**Exercise description:** Produce word for word the lines of the data below running from the one that has "pub use api::*;" to the one that has "pub use uuid::Uuid;", inclusive, and no others.

**Records for this task:**
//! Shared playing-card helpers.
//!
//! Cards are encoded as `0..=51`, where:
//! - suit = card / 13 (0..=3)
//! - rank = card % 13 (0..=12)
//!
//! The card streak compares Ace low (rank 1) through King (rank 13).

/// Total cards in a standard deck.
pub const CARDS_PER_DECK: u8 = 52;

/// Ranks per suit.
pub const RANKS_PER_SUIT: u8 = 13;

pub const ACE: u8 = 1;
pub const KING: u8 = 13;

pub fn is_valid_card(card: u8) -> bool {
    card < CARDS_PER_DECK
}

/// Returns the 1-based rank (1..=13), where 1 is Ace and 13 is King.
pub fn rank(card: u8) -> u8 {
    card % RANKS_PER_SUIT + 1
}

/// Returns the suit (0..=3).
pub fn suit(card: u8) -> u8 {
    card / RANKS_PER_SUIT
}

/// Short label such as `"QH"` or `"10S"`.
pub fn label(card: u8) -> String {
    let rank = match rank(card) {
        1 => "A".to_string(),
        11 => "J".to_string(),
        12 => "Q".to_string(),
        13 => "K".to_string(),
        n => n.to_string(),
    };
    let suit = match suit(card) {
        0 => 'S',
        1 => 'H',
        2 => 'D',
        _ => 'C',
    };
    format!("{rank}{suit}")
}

==

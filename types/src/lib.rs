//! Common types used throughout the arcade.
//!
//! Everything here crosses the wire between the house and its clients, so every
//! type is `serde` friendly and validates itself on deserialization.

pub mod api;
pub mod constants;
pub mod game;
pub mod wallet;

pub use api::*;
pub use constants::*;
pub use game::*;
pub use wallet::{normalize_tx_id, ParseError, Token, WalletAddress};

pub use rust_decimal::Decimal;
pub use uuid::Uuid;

...

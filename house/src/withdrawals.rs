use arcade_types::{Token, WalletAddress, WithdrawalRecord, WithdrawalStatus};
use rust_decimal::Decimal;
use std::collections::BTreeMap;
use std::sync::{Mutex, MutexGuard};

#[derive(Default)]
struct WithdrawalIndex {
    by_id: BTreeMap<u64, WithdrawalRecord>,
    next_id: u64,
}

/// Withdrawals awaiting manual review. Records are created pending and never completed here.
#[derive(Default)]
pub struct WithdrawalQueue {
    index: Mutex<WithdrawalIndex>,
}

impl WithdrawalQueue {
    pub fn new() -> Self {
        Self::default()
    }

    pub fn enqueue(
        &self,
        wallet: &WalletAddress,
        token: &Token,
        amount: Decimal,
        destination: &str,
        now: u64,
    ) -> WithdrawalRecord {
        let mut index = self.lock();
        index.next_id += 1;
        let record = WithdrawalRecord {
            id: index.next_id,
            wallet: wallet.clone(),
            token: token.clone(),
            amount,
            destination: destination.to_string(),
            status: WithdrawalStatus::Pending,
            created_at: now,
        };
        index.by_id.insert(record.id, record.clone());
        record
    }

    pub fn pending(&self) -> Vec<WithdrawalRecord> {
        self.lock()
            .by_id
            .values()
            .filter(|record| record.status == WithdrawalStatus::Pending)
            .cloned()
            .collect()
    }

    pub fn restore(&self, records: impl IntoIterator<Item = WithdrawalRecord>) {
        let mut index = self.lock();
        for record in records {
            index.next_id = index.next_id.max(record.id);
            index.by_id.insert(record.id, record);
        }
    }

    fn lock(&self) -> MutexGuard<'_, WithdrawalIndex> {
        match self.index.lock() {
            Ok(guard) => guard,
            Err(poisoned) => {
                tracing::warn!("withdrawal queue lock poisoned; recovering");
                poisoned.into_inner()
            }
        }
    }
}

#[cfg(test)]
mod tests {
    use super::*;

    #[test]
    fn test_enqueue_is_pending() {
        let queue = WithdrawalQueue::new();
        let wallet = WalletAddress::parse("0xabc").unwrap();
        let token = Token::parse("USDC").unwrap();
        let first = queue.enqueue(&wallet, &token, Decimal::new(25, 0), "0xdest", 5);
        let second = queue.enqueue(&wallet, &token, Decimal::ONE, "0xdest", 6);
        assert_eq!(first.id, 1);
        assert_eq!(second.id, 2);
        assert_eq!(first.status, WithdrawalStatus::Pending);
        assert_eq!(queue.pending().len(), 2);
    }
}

**Answer to this task:**
pub use api::*;
pub use constants::*;
pub use game::*;
pub use wallet::{normalize_tx_id, ParseError, Token, WalletAddress};

pub use rust_decimal::Decimal;
pub use uuid::Uuid;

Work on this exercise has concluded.